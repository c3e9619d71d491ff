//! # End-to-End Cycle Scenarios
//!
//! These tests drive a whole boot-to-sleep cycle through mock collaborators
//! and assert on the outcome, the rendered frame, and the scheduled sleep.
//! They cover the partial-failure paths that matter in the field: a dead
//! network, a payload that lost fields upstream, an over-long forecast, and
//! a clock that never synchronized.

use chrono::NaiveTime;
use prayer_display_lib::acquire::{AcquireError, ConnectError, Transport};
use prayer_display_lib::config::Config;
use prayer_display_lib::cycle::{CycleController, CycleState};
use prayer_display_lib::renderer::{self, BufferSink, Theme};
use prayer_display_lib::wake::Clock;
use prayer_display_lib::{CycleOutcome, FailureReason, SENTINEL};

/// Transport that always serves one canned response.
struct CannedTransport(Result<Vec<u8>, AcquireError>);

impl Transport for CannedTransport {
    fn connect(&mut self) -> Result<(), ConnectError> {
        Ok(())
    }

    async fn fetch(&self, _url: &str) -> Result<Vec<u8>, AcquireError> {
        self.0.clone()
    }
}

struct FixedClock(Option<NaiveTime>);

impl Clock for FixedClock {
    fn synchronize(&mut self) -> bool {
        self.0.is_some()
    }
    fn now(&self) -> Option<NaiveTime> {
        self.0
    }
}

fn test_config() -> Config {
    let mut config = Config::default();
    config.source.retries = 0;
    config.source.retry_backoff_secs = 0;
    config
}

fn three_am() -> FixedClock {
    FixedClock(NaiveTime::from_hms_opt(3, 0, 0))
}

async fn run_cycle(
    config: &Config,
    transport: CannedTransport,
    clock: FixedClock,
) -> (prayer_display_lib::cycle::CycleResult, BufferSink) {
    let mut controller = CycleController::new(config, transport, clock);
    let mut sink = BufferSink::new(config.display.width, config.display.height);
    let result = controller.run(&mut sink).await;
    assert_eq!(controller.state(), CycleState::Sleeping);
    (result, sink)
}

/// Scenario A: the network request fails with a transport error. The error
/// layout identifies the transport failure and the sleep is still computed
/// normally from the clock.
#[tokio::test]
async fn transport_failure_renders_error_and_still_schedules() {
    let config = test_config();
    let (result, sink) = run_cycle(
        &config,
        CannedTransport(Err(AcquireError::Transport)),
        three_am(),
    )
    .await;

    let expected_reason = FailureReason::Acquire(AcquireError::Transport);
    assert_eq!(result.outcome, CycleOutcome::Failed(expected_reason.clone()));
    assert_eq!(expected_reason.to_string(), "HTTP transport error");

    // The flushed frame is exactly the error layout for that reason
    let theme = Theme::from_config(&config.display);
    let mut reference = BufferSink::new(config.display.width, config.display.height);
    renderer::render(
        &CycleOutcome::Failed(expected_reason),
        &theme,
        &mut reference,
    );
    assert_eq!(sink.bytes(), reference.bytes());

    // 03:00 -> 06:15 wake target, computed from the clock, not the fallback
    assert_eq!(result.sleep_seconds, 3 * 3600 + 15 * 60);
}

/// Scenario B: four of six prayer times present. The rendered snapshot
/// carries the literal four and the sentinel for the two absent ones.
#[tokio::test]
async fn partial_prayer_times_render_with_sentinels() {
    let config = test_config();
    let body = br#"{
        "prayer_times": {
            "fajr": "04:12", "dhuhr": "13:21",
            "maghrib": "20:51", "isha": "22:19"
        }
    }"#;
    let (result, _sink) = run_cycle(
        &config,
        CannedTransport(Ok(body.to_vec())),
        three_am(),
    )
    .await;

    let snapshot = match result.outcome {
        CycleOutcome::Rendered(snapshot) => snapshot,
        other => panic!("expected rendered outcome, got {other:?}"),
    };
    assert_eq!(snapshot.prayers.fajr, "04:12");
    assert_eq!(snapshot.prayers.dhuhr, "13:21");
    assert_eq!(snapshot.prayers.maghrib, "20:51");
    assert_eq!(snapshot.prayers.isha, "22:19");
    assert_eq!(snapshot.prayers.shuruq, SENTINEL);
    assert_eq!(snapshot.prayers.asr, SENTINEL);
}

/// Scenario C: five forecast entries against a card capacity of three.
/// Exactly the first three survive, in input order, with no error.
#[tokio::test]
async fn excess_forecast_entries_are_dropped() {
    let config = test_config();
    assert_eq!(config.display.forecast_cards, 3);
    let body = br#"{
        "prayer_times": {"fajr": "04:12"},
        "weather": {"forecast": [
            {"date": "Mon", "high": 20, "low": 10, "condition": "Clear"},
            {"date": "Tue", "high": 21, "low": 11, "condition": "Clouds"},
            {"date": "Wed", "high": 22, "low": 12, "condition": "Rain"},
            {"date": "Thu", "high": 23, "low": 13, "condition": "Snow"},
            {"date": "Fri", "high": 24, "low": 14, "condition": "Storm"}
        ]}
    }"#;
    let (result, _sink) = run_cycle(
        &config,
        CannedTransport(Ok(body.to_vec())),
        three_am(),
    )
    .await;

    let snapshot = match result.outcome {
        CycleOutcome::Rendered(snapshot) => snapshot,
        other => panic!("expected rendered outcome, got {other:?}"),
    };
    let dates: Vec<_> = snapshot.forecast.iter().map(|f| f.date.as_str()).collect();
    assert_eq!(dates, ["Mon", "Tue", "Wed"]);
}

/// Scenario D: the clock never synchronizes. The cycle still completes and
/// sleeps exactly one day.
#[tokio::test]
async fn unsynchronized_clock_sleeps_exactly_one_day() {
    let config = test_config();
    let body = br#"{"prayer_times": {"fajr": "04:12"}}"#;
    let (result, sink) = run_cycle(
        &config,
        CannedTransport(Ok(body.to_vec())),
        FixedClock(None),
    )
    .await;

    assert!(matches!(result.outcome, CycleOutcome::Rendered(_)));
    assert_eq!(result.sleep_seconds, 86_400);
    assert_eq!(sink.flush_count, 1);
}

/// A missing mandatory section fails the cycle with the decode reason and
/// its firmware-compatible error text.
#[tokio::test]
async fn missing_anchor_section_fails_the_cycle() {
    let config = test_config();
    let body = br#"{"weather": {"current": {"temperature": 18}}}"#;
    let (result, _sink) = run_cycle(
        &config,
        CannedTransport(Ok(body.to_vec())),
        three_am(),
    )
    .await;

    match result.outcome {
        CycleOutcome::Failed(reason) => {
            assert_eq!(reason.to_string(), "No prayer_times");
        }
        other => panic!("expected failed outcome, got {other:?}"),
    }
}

____

* How to complete this task *
Whenever "CycleState" occurs in a line of the entries, copy that line.

* Your response *
use prayer_display_lib::cycle::{CycleController, CycleState};
    assert_eq!(controller.state(), CycleState::Sleeping);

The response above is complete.